The law being a valid one, the county commissioners of Cass county had no authority, after its passage, to create any vacancy in the office of county treasurer by removal, nor to fill it by appointment. By the express terms of the act the functions of all the officers of such county ceased from and after its passage," save as provided by section 10, which merely permits them to continue in office for the period of six months, for the specific purposes therein named, and, of course, with such powers only as are necessary to accomplish those purposes.

The peremptory writ of mandamus is denied, and the alternative writ discharged..

GILFILLAN, C. J., dissenting. The constitution, art. 11, makes a clear distinction between organized counties and those which are merely established, and not organized. As to the latter, there is no restriction upon the power of the legislature, except that they shall not be reduced below 400 square miles in area. As to the former, no change can be made in the county lines, nor in the location of the county seats, without a vote of the electors of the county or counties to be affected by the change. This distinction is made, clearly, on account of, and for the purpose of protecting, the rights and interests of the people in organized counties. From the time of their full organization the people within a county are a quasi corporation—a political community-for the purposes, and with limited powers, of local self-government, and from that time such people are, as a political community, protected by the constitution from changes in their component parts by mere act of the legislature. The letter of that instrument, it is true, prohibits only changes in the county lines; but I think its intent and spirit go further. It would be strange if the constitution, for the purpose of protecting these quasi corporations, should prohibit the moving

of a county line a few feet easterly or a few feet westerly, without the consent of the electors, but should allow them to be entirely obliterated, so far as they define the limits of an organized political community, by the abolition of such community. I look upon the abolition of an organized county as a change of the lines of such organized county, within the meaning of the constitution. Besides, there is no prohibition to change the lines of merely established counties, except that they should not be reduced below 400 square miles. Within that restriction the legislature may reduce or enlarge them, may divide one into several, or may unite several into one. And, if the legislature may reduce a county from the condition of an organized to that of an established county, all that is needed, to allow the legislature to do what the constitution prohibits, is to abolish the organization of the counties with respect to which it may desire to exercise the power to change. Counties come under the protection of the constitution from legislative interference with their boundaries as soon as organized; and I do not think that this protection can be removed by mere legislative act. In my opinion the act repealing the act organizing Cass county is unconstitutional.

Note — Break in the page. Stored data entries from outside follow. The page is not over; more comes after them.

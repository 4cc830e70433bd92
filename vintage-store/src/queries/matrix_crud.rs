//! Insert and read operations for scenario matrix records.

use rusqlite::{params, Connection, OptionalExtension, Row};

use vintage_core::models::{MatrixPayload, MatrixStatus, ScenarioMatrixRecord};
use vintage_core::VintageResult;

use super::{now_str, parse_ts};
use crate::to_store_err;

/// Insert a `pending` row, or no-op if the key already exists. The unique
/// constraint makes exactly one concurrent caller the creator. Returns
/// whether this call created the row.
pub fn insert_pending(conn: &Connection, matrix_key: &str, fund_id: &str) -> VintageResult<bool> {
    let now = now_str();
    let changed = conn
        .execute(
            "INSERT INTO scenario_matrices (matrix_key, fund_id, status, created_at, updated_at)
             VALUES (?1, ?2, 'pending', ?3, ?3)
             ON CONFLICT(matrix_key) DO NOTHING",
            params![matrix_key, fund_id, now],
        )
        .map_err(|e| to_store_err(e.to_string()))?;
    Ok(changed == 1)
}

/// Fetch one record by key.
pub fn get_record(conn: &Connection, matrix_key: &str) -> VintageResult<Option<ScenarioMatrixRecord>> {
    conn.query_row(
        "SELECT matrix_key, fund_id, status, moic_matrix, scenario_states, bucket_params,
                compression_codec, matrix_layout, bucket_count, optimal_scenario_count,
                created_at, updated_at
         FROM scenario_matrices WHERE matrix_key = ?1",
        params![matrix_key],
        map_record,
    )
    .optional()
    .map_err(|e| to_store_err(e.to_string()))
}

pub fn count_by_status(conn: &Connection, status: MatrixStatus) -> VintageResult<u64> {
    conn.query_row(
        "SELECT COUNT(*) FROM scenario_matrices WHERE status = ?1",
        params![status.as_str()],
        |row| row.get::<_, i64>(0),
    )
    .map(|n| n as u64)
    .map_err(|e| to_store_err(e.to_string()))
}

/// Map a row to a record. The payload exists only when every payload
/// column is non-null; the `complete` writer guarantees that atomically.
pub(crate) fn map_record(row: &Row<'_>) -> rusqlite::Result<ScenarioMatrixRecord> {
    let status_str: String = row.get(2)?;
    let status = MatrixStatus::parse(&status_str).unwrap_or(MatrixStatus::Failed);

    let moic_matrix: Option<Vec<u8>> = row.get(3)?;
    let scenario_states: Option<String> = row.get(4)?;
    let bucket_params: Option<String> = row.get(5)?;
    let compression_codec: Option<String> = row.get(6)?;
    let matrix_layout: Option<String> = row.get(7)?;
    let bucket_count: Option<u32> = row.get(8)?;
    let optimal_scenario_count: Option<u32> = row.get(9)?;

    let payload = match (
        moic_matrix,
        scenario_states,
        bucket_params,
        compression_codec,
        matrix_layout,
        bucket_count,
        optimal_scenario_count,
    ) {
        (Some(moic), Some(states), Some(buckets), Some(codec), Some(layout), Some(bc), Some(osc)) => {
            Some(MatrixPayload {
                moic_matrix: moic,
                scenario_states: serde_json::from_str(&states).unwrap_or_default(),
                bucket_params: serde_json::from_str(&buckets).unwrap_or_default(),
                compression_codec: codec,
                matrix_layout: layout,
                bucket_count: bc,
                optimal_scenario_count: osc,
            })
        }
        _ => None,
    };

    let created_at: String = row.get(10)?;
    let updated_at: String = row.get(11)?;

    Ok(ScenarioMatrixRecord {
        matrix_key: row.get(0)?,
        fund_id: row.get(1)?,
        status,
        payload,
        created_at: parse_ts(&created_at),
        updated_at: parse_ts(&updated_at),
    })
}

JOHN JOHNSTON vs. BENJAMIN F. PAUL.

June 13, 1876.

Judgment on Award-How Reviewed.-A judgment duly rendered upon an award, pursuant to the provisions of Gen. St. c. 89, has the same final and conclusive effect, in all respects, as judgments in civil actions, and it can only be impeached, reviewed, or set aside in the same manner such judgments may be, and for like cause.

Same-Action to Set Aside, where Relief could be had on Motion.-An action cannot be maintained to set aside such a judgment on the ground that the award upon which it was rendered was procured by means of false testimony, in a case where the court rendering it has full power to grant adequate relief, upon proper application and showing, in the same suit.

This action was brought in the district court for Nicollet county, to set aside a judgment entered on an award of arbitrators, and, on appeal, affirmed by this court, (Johnston v. Paul, 22 Minn. 17,) and for an account of the profits of the business of a certain tannery, carried on by plaintiff and defendant, which was among the matters submitted to, and passed on, by the arbitrators. The ground on which the plaintiff sought to set aside the judgment was the alleged introduction, by defendant, of false books of account in evidence before the arbitrators. The action was referred to L. M. Brown, Esq., who ordered judgment for the defendant, which was entered, and plaintiff appealed.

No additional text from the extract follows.